Bill 96, passed by a majority of Quebec legislators, sets stricter rules to enforce French usage in the province, adding mandatory French courses and limiting the usage of other languages by government agencies.
Quebec Premier Francois Legault, who faces an October election, praised Bill 96 as the most important reform to protect the French language in mostly English-speaking North America, in nearly half a century. But some indigenous leaders and advocates in the province argue the law imposes additional burdens on marginalized communities who are focused on protecting their own culture.
Canada has wrestled in recent years with its treatment of indigenous people. The discoveries last year of what is believed to be the remains of thousands of children at or near the sites of former government-backed residential schools put the spotlight on the abuses indigenous communities have suffered for generations and their fight for justice.

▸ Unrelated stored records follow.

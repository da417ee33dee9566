//! The three settlement managers wired to one ledger.
//!
//! Transports hold a single [`Facilitator`] and reach each manager through it. All
//! managers share the ledger, event sink and clock, and the fee rate and retry policy
//! come from one [`SessionConfig`].

use std::sync::Arc;

use rust_decimal::Decimal;
use serde::Serialize;

use crate::budget::SessionBudgetManager;
use crate::channel::PaymentChannelManager;
use crate::events::EventSink;
use crate::ledger::Ledger;
use crate::session::{PaymentSessionManager, SessionConfig};
use crate::timestamp::Clock;

/// Settlement kinds a facilitator offers.
pub const SETTLEMENT_KINDS: [&str; 3] = ["session", "budget", "channel"];

/// What a facilitator supports, as advertised to clients.
#[derive(Debug, Clone, PartialEq, Eq, Serialize)]
#[serde(rename_all = "camelCase")]
pub struct SupportedResponse {
    /// Fee charged on sessions and budgets, as a percentage.
    pub fee_percentage: Decimal,
    /// Session funding window in seconds.
    pub session_ttl_secs: u64,
    /// Offered settlement kinds.
    pub kinds: Vec<&'static str>,
    /// SPL token mint payments are made in.
    #[serde(skip_serializing_if = "Option::is_none")]
    pub token_mint: Option<String>,
}

/// Session, budget and channel managers sharing one ledger.
#[derive(Debug, Clone)]
pub struct Facilitator {
    sessions: PaymentSessionManager,
    budgets: SessionBudgetManager,
    channels: PaymentChannelManager,
}

impl Facilitator {
    /// Builds all three managers with in-memory stores.
    #[must_use]
    pub fn new(ledger: Arc<dyn Ledger>, config: SessionConfig) -> Self {
        let budgets = SessionBudgetManager::new(config.fee_rate);
        let channels = PaymentChannelManager::new(Arc::clone(&ledger), config.retry);
        let sessions = PaymentSessionManager::new(ledger, config);
        Self {
            sessions,
            budgets,
            channels,
        }
    }

    /// Routes lifecycle events of every manager to `events`.
    #[must_use]
    pub fn with_events(self, events: Arc<dyn EventSink>) -> Self {
        Self {
            sessions: self.sessions.with_events(Arc::clone(&events)),
            budgets: self.budgets.with_events(Arc::clone(&events)),
            channels: self.channels.with_events(events),
        }
    }

    /// Drives every manager from `clock`.
    #[must_use]
    pub fn with_clock(self, clock: Arc<dyn Clock>) -> Self {
        Self {
            sessions: self.sessions.with_clock(Arc::clone(&clock)),
            budgets: self.budgets.with_clock(Arc::clone(&clock)),
            channels: self.channels.with_clock(clock),
        }
    }

    /// One-time payment sessions.
    #[must_use]
    pub const fn sessions(&self) -> &PaymentSessionManager {
        &self.sessions
    }

    /// Spending budgets.
    #[must_use]
    pub const fn budgets(&self) -> &SessionBudgetManager {
        &self.budgets
    }

    /// Payment channels.
    #[must_use]
    pub const fn channels(&self) -> &PaymentChannelManager {
        &self.channels
    }

    /// Describes what this facilitator offers.
    #[must_use]
    pub fn supported(&self) -> SupportedResponse {
        let config = self.sessions.config();
        SupportedResponse {
            fee_percentage: config.fee_rate.percentage(),
            session_ttl_secs: config.ttl_secs,
            kinds: SETTLEMENT_KINDS.to_vec(),
            token_mint: config.token_mint.clone(),
        }
    }
}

The new law would require extra French classes in English-colleges and immigrants to communicate with certain government agencies in French starting six months after their arrival, among other changes. It faces opposition from English-speakers, and indigenous people who are seeking an exemption.
“We’ll take whatever means are necessary to be sure our voice is heard,” said Mike Delisle, a chief at the Mohawk Council of Kahnawake, a First Nations reserve in southern Quebec. He added that no specific decision has yet been taken.
Language remains a sensitive issue in mostly French-speaking Quebec, where unhappiness over the dominance of English helped fuel the rise of the separatist Parti Quebecois (PQ) in the 1970s.
While Quebec can use judicial language to bypass legal battles over Bill 96, some attorneys have already raised the specter of court challenges.
Asked about concerns over the law, Canada’s Justice Minister David Lametti told reporters on Wednesday that it will keep “all options on the table,” with any reaction contingent on how the bill is implemented.
“We’re not opposed to French. But if you want to learn about language being in jeopardy come talk to us and we can share with you how that has happened,” Delisle said.
Indigenous students who learn their language Kanien’kéha, English and French, already take after-school French lessons to prepare for Quebec’s two-year junior colleges, said Robin Delaronde, director of the Kahnawake Education Center.
“It’s recolonization,” said Kenneth Deer, an advocate for the rights of indigenous people who attended federal day school as a child where he was forced to learn English.
Universite de Montreal political science professor Martin Papillon said Legault could have staved off some tensions by meeting earlier with opponents and exempting First Nations.
Still, he pointed out that English services in Quebec are superior to comparable services in French in the rest of the country.